Maybe I'm wrong, but I haven't seen anything cited here to back that up, or even just an appeal to any informal, working understanding of the concept that makes me think "oh, of course, that's the definition." And normally I wouldn't ask for such a thing, except for the fact that, to me at least, a lot of people seem to be confidently wrong about what it is.

>Is it when the nerve cells responsible for emitting pain signals develop? When a fetus is capable of responding to pain? Is it when the circuits develop to route those pain sigbals to the part of the brain associated with conscious perception of pain?

Pretty sure it's the last one.


I can't find a single source that doesn't align with the definition provided by moeris. It can be phrased in many ways but the underlying concept is well established. People who are unfamiliar with the words may confuse sentience with sapience, but they are quite distinct concepts and not interchangeable.

https://dictionary.cambridge.org/dictionary/english/sentient

https://www.merriam-webster.com/dictionary/sentient

https://www.collinsdictionary.com/dictionary/english/sentien...

https://www.dictionary.com/browse/sentient

https://en.m.wikipedia.org/wiki/Sentience

> Pretty sure it's the last one.

That last one makes some big assumptions given the adaptability and complexity of the brain, combined with our still limited understanding of it's inner workings. If I were to pick one, I would lean closer to the "capable of responding to pain" but really all of those criteria have flaws and serve more as heuristics than rigorous criteria. I purposly didn't take a stance in my original comment to avoid descending into uninteresting partisan bickering.


>with the definition provided by moeris

I think I agree with you that the definition provided by moeris is basically on track, and it accords with everything in the links you shared. I would also recommend you review the term as it exists in Stanford Encyclopedia of Philosophy.

So that's all good. However, you said something along the lines of "doesn't even require that there be consciousness" and merely "more than automatic" which struck me as not being quite right, and that is the idea that I wanted to challenge. I think all the links you shared make some reference or another to consciousness, which to me makes them different from "not requiring consciousness." So I'm not sure how you are looking at those links and seeing something that comports with "not requiring consciousness" and I'm also not seeing how your version of sentience comports either with those or what moeris said. I'm surprised you would look up and post all those links without noticing this, especially in a conversation where that's exactly the thing at issue.

At best, I think you could say, the heartland, normal, well established definition makes reference to some amount of conscious experience, and it is certain fringe definitions could maybe be read as not requiring that. And I think even that would be an exceptionally generous interpretation of the thing you are spuriously claiming is a "well established definition."

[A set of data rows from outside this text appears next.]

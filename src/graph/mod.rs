//! Graph analytics engine.
//!
//! Provides in-process graph data science over a read-only snapshot using
//! petgraph and rustworkx-core: community detection (Louvain, Leiden),
//! centrality measures, and weak / strong connected components.
//!
//! ## Architecture
//!
//! ```text
//! GraphSnapshot ──► GraphIndex (slots, adjacency, petgraph topology)
//!                        │
//!          ┌─────────────┼──────────────┐
//!     community     centrality     components
//!          │             │              │
//!          └──── AnalyticsEngine (facade) ──► AnalysisReport
//! ```
//!
//! ## Modules
//!
//! - [`models`] — Inputs, configs and results (GraphSnapshot, CommunityAssignment, CentralityResult, ...)
//! - [`index`] — `GraphIndex`: dense slots, adjacency lists, CSR export, clustering
//! - [`community`] — Multi-level Louvain local moving, aggregation and modularity
//! - [`leiden`] — Connectivity refinement used by the Leiden variant
//! - [`centrality`] — Degree, PageRank, eigenvector, Katz, closeness, betweenness
//! - [`components`] — Weakly and strongly connected components
//! - [`engine`] — `AnalyticsEngine` trait and `GraphAnalyticsEngine`

pub mod centrality;
pub mod community;
pub mod components;
pub mod engine;
pub mod index;
pub(crate) mod leiden;
pub mod models;

// Re-export primary types for convenience
pub use centrality::{compute_centrality, compute_centrality_bulk};
pub use community::{detect_communities, partition_modularity};
pub use components::{strong_components, weak_components};
pub use engine::{AnalyticsEngine, GraphAnalyticsEngine};
pub use index::GraphIndex;
pub use models::{
    AnalysisReport, CentralityBulk, CentralityConfig, CentralityResult, CentralityType, Community,
    CommunityAlgorithm, CommunityAssignment, CommunityConfig, ComponentInfo, ComponentKind,
    ComponentResult, DegreeMode, EdgeInput, GraphSnapshot, NodeId, NodeInput, NodeMetrics,
    NodePositions, Progress, ProgressFn,
};
//! Community boundary geometry.
//!
//! Turns the member positions of each community into a closed boundary
//! polygon that the physics simulator and renderers consume.
//!
//! ## Modules
//!
//! - [`polygon`] — primitives (area, centroid, containment, AABB, SAT overlap)
//! - [`triangulation`] — sweep-and-flip Delaunay triangulation
//! - [`hull`] — convex / concave hulls and the 1–2 member fallback circle

pub mod hull;
pub mod polygon;
pub mod triangulation;

use serde::{Deserialize, Serialize};

use crate::error::{AnalysisError, Result};
use crate::graph::models::NodeId;

pub use hull::{compute_hull, compute_hulls};
pub use polygon::Aabb;

/// 2D point in the layout's coordinate space.
#[derive(Debug, Clone, Copy, PartialEq, Default, Serialize, Deserialize)]
pub struct Point {
    pub x: f64,
    pub y: f64,
}

impl Point {
    #[inline]
    pub const fn new(x: f64, y: f64) -> Self {
        Self { x, y }
    }

    #[inline]
    pub fn sub(self, other: Point) -> Point {
        Point::new(self.x - other.x, self.y - other.y)
    }

    #[inline]
    pub fn add(self, other: Point) -> Point {
        Point::new(self.x + other.x, self.y + other.y)
    }

    #[inline]
    pub fn scale(self, k: f64) -> Point {
        Point::new(self.x * k, self.y * k)
    }

    #[inline]
    pub fn dot(self, other: Point) -> f64 {
        self.x * other.x + self.y * other.y
    }

    /// z-component of the 2D cross product.
    #[inline]
    pub fn cross(self, other: Point) -> f64 {
        self.x * other.y - self.y * other.x
    }

    #[inline]
    pub fn length(self) -> f64 {
        self.dot(self).sqrt()
    }

    #[inline]
    pub fn distance(self, other: Point) -> f64 {
        self.sub(other).length()
    }
}

/// Hull construction variant.
#[derive(Debug, Clone, Copy, PartialEq, Eq, Hash, Default, Serialize, Deserialize)]
#[serde(rename_all = "lowercase")]
pub enum HullType {
    #[default]
    Convex,
    Concave,
}

impl std::fmt::Display for HullType {
    fn fmt(&self, f: &mut std::fmt::Formatter<'_>) -> std::fmt::Result {
        match self {
            Self::Convex => write!(f, "convex"),
            Self::Concave => write!(f, "concave"),
        }
    }
}

impl std::str::FromStr for HullType {
    type Err = AnalysisError;

    fn from_str(s: &str) -> Result<Self> {
        match s.to_ascii_lowercase().as_str() {
            "convex" => Ok(Self::Convex),
            "concave" => Ok(Self::Concave),
            other => Err(AnalysisError::config(
                "hull_type",
                format!("unknown hull type '{other}'"),
            )),
        }
    }
}

/// Shape actually produced for a community.
#[derive(Debug, Clone, Copy, PartialEq, Eq, Hash, Serialize, Deserialize)]
#[serde(rename_all = "lowercase")]
pub enum BoundaryKind {
    /// Convex polygon (3+ non-collinear points)
    Convex,
    /// Concave polygon traced from a pruned triangulation
    Concave,
    /// Collinear members: the two extreme points
    Segment,
    /// All members at one position
    Point,
    /// Sampled circle around a 1–2 member community
    Circle,
}

impl BoundaryKind {
    /// Whether the separating-axis test is exact for this shape.
    pub fn is_convex(self) -> bool {
        !matches!(self, Self::Concave)
    }
}

/// Closed boundary around one community's members.
#[derive(Debug, Clone, PartialEq, Serialize, Deserialize)]
pub struct CommunityBoundary {
    pub community_id: u32,
    pub kind: BoundaryKind,
    /// Vertices in counter-clockwise order; the closing edge is implicit
    pub polygon: Vec<Point>,
    /// Area centroid (vertex mean for degenerate shapes)
    pub centroid: Point,
    /// Members enclosed by this boundary, ascending
    pub members: Vec<NodeId>,
}

impl CommunityBoundary {
    pub fn aabb(&self) -> Aabb {
        Aabb::from_points(&self.polygon)
    }

    pub fn area(&self) -> f64 {
        polygon::signed_area(&self.polygon).abs()
    }
}

/// Tuning parameters for hull construction.
#[derive(Debug, Clone, PartialEq, Serialize, Deserialize)]
#[serde(default)]
pub struct HullConfig {
    /// Convex or concave (default: convex)
    pub hull_type: HullType,
    /// Concave tightness, higher = tighter (default: 2.0, 1.0 = convex)
    pub concavity: f64,
    /// Radius of the fallback circle for 1–2 member communities (default: 20.0)
    pub fallback_radius: f64,
}

impl Default for HullConfig {
    fn default() -> Self {
        Self {
            hull_type: HullType::Convex,
            concavity: 2.0,
            fallback_radius: 20.0,
        }
    }
}

impl HullConfig {
    pub fn validate(&self) -> Result<()> {
        if !(self.concavity.is_finite() && self.concavity > 0.0) {
            return Err(AnalysisError::config(
                "concavity",
                format!("must be finite and > 0, got {}", self.concavity),
            ));
        }
        if !(self.fallback_radius.is_finite() && self.fallback_radius > 0.0) {
            return Err(AnalysisError::config(
                "fallback_radius",
                format!("must be finite and > 0, got {}", self.fallback_radius),
            ));
        }
        Ok(())
    }
}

>That last one makes some big assumptions

I really don't think it does. It's not making any assumptions about brains, it's taking a position on what sentience means. Maybe brains do a lot of stuff, some of which falls within our idea of sentience, and some of which doesn't. Again, all the definitions you link to are about sensation against the backdrop of consciousness. Meanwhile, only the last of the three of your proposed options was clearly suggesting consciousness. So I don't understand what assumption you think I am or am not making about brains. I don't think the other two options agree with the dictionary definitions you linked to, so I'm not really sure you should be in a position of confidently declaring that those are a "well established definition."